И стража крепкая снаружи стояла, — люди сильные, умом твердые, телом тяжкие.

А и они пугались, крестились да обмирали, как начинало в палате гудеть, выть, то хохотало, то пищало, то квакало.

Но страшнее всего становилось, когда наполнялась палата боярскими голосами, и каждый голос говорил в свой черед, в свой разряд, в свою степень.

Сперва бояре сказу стражников не верили. Но проверили, да удостоверились.

Однажды спрятались у баб в подклети бывалые думцы:

1. князь А. Б. Горбатый-Шуйский;

2. князь Ховрин;

3. князь Сухой-Кашин;

4. князь Шевырев;

5. князь Горенский;

6. князь Куракин;

7. князь Немой.

Навострили уши, как семеро козлят, слушают.

Вот идет по большой лестнице от Красного крыльца да наверх царь-государь Иван Васильевич. Кто ж хозяйских шагов не знает?! Вот он тяжко скрипит по малой лестнице, аж мусор на боярские шапки сыплется. Вот запела и хлопнула дверь верхней палаты, стукнули бердышами стрельцы, грянул внутренний засов. Наши депутаты на цыпочках пробираются наверх, суют стрельцам злато-серебро, липнут к двери.

За дверью сначала тихо. Только государевы шаги беспокойные да дыхание хриплое. Потом, чу! — мелкий цокот — цок-цок-цок. И вдруг звонкий голос думного дьяка Пантелея Сатина, удавленного зимой 1560 года по Настиному делу, четко докладывает:

— Так что, измена, Иван Васильевич!

Бояре на подслушке каменеют. Рты у них отваливаются, бороды встают дыбом. Жутко им, что покойный Сатин разговаривает. Еще жутче, что он без «титла» государя величает!

— Какова измена? Чья? — резко выкрикивает государь.

И тишина! Немота наваливается на бояр. Душит пожарной гарью, мутит голову сивушным духом, жжет память до тла. И вдруг страшный, низкий бас с колокольными подголосками выводит:

— Ве-ли-кая из-ме-на, ве-ли-кая! — и И снова удушливая тишина.

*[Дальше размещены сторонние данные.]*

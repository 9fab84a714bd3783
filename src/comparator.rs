// Copyright 2018-2023 the Deno authors. All rights reserved. MIT license.

use std::cmp::Ordering;
use std::collections::HashMap;

use once_cell::sync::Lazy;
use serde::Deserialize;
use serde::Serialize;

use crate::item::compare_items;
use crate::item::normalize;
use crate::item::QualifierOrder;
use crate::Version;

/// Defines the precedence of two versions.
pub trait VersionComparator: Send + Sync {
  fn compare(&self, left: &Version, right: &Version) -> Ordering;
}

impl<F> VersionComparator for F
where
  F: Fn(&Version, &Version) -> Ordering + Send + Sync,
{
  fn compare(&self, left: &Version, right: &Version) -> Ordering {
    self(left, right)
  }
}

/// The built-in comparator families.
#[derive(
  Debug, Clone, Copy, PartialEq, Eq, Hash, Serialize, Deserialize,
)]
#[serde(rename_all = "kebab-case")]
pub enum ComparatorFamily {
  MavenLike,
  SemverLike,
  CalverLike,
}

impl ComparatorFamily {
  pub fn comparator(self) -> &'static dyn VersionComparator {
    match self {
      Self::MavenLike => &MavenLikeComparator,
      Self::SemverLike => &SemverLikeComparator,
      Self::CalverLike => &CalverLikeComparator,
    }
  }
}

static MAVEN_QUALIFIER_RANKS: Lazy<HashMap<&'static str, i32>> =
  Lazy::new(|| {
    HashMap::from([
      ("snapshot", -50),
      ("alpha", -40),
      ("a", -40),
      ("beta", -30),
      ("b", -30),
      ("milestone", -20),
      ("m", -20),
      ("rc", -10),
      ("", 0),
      ("sp", 10),
    ])
  });

/// Maven/Gradle style precedence.
///
/// Qualifiers are case-insensitive. `ga`, `final` and `release` mean no
/// qualifier at all and `cr` is read as `rc`. Known qualifiers are ordered
/// `snapshot < alpha < beta < milestone < rc < (release) < sp`; anything
/// else ranks like a release and is then ordered lexicographically.
#[derive(Debug, Clone, Copy, Default)]
pub struct MavenLikeComparator;

impl VersionComparator for MavenLikeComparator {
  fn compare(&self, left: &Version, right: &Version) -> Ordering {
    compare_maven_like(left, right)
  }
}

pub(crate) fn compare_maven_like(left: &Version, right: &Version) -> Ordering {
  compare_items(
    &normalize(left.tokens(), false),
    &normalize(right.tokens(), false),
    &MavenQualifiers,
  )
}

struct MavenQualifiers;

impl MavenQualifiers {
  fn normalize(qualifier: &str) -> String {
    let lower = qualifier.to_ascii_lowercase();
    match lower.as_str() {
      "ga" | "final" | "release" => String::new(),
      "cr" => "rc".to_string(),
      _ => lower,
    }
  }

  fn rank(qualifier: &str) -> i32 {
    MAVEN_QUALIFIER_RANKS.get(qualifier).copied().unwrap_or(0)
  }
}

impl QualifierOrder for MavenQualifiers {
  fn compare_qualifiers(&self, left: &str, right: &str) -> Ordering {
    let left = Self::normalize(left);
    let right = Self::normalize(right);
    Self::rank(&left)
      .cmp(&Self::rank(&right))
      .then_with(|| left.cmp(&right))
  }

  fn compare_to_release(&self, qualifier: &str) -> Ordering {
    self.compare_qualifiers(qualifier, "")
  }
}

/// Semantic Versioning style precedence.
///
/// Everything after a `+` separator is build metadata and is ignored.
/// Qualifiers compare as raw, case-sensitive strings and any qualifier
/// ranks below the corresponding release.
#[derive(Debug, Clone, Copy, Default)]
pub struct SemverLikeComparator;

impl VersionComparator for SemverLikeComparator {
  fn compare(&self, left: &Version, right: &Version) -> Ordering {
    compare_items(
      &normalize(left.tokens(), true),
      &normalize(right.tokens(), true),
      &SemverQualifiers,
    )
  }
}

struct SemverQualifiers;

impl QualifierOrder for SemverQualifiers {
  fn compare_qualifiers(&self, left: &str, right: &str) -> Ordering {
    left.cmp(right)
  }

  fn compare_to_release(&self, _qualifier: &str) -> Ordering {
    Ordering::Less
  }
}

const CALVER_PART_COUNT: usize = 3;

/// Calendar versioning precedence.
///
/// Compares the first three numeric runs (year, month, patch) numerically,
/// treating missing runs as zero, and breaks ties with
/// [`MavenLikeComparator`]. Versions without usable numeric runs sort before
/// all others and are ordered among themselves by [`MavenLikeComparator`].
#[derive(Debug, Clone, Copy, Default)]
pub struct CalverLikeComparator;

impl VersionComparator for CalverLikeComparator {
  fn compare(&self, left: &Version, right: &Version) -> Ordering {
    match (calver_parts(left), calver_parts(right)) {
      (Some(left_parts), Some(right_parts)) => {
        compare_calver_parts(&left_parts, &right_parts)
          .then_with(|| compare_maven_like(left, right))
      }
      (None, None) => {
        log::debug!(
          "no calendar parts in '{}' and '{}', using maven-like ordering",
          left,
          right
        );
        compare_maven_like(left, right)
      }
      (None, Some(_)) => Ordering::Less,
      (Some(_), None) => Ordering::Greater,
    }
  }
}

fn compare_calver_parts(left: &[u64], right: &[u64]) -> Ordering {
  let len = left.len().max(right.len());
  (0..len)
    .map(|i| {
      let a = left.get(i).copied().unwrap_or(0);
      let b = right.get(i).copied().unwrap_or(0);
      a.cmp(&b)
    })
    .find(|ordering| *ordering != Ordering::Equal)
    .unwrap_or(Ordering::Equal)
}

/// Extracts up to three leading numeric runs. Returns `None` when there are
/// none or when a run does not fit in a `u64`.
fn calver_parts(version: &Version) -> Option<Vec<u64>> {
  let mut parts = Vec::with_capacity(CALVER_PART_COUNT);
  let runs = version
    .tokens()
    .iter()
    .filter(|token| token.is_alphanumeric())
    .flat_map(|token| {
      token
        .text()
        .split(|c: char| !c.is_ascii_digit())
        .filter(|run| !run.is_empty())
    });
  for run in runs.take(CALVER_PART_COUNT) {
    parts.push(run.parse::<u64>().ok()?);
  }
  if parts.is_empty() {
    None
  } else {
    Some(parts)
  }
}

Но вскоре веселый молодой голос, не Сатина, а невесть кого, бесчинно и спокойно говорит:

— Да все продали, Ваня. Буквально все. Рыба гниет, сам понимаешь, куда и откуда. Бояре твои поголовно и похвостно сволочи оказались. Вот слушай.

В кошмарной тишине сначала бряцают какие-то расхлябанные, пробные, настроечные аккорды, потом инструмент выправляется, громкая, стройная гусельная музыка разливается по дворцу.

«А уж ты ли их, Ванюшенька, не холил? — запевает колыбельным голосом молодая женщина. —

А уж ты ли их, мой маленький, неволил?

И всего-то ты им жаловал в достатке,

Винограды спелы, и малины сладки.

Уж какую они кушали халяву,

Уж какие меды сытили на славу!

А каких они любили девок красных!

На перинах на шелковых да атласных!

Только зря ты, баю-баю, их лелеял,

Лишь изменные плевела в землю сеял!»...

— Короче, отец, — обрывает молодой, — пора изменников вершить.

— Да как же дознаться, кого? — подавленным, серым голосом бормочет царь.

— Сам у них спроси! — пусть отвечают государю! — это выкрикивает злобный, тяжелый голос, которого никто и никогда в Москве не забудет. Личный друг государя опричный вождь Григорий Лукьяныч «Малюта» Скуратов-Бельский, убитый шведской шрапнелью на пристенной лестнице во время штурма Виттенштейна в начале 1573 года, подает Ивану загробный совет.

— И спросим, и спросим, — хихикает молодой, — вот ты, боярин Горбатый, зачем писал в Литву, что царь наш болен «беснухой»? Али не было того?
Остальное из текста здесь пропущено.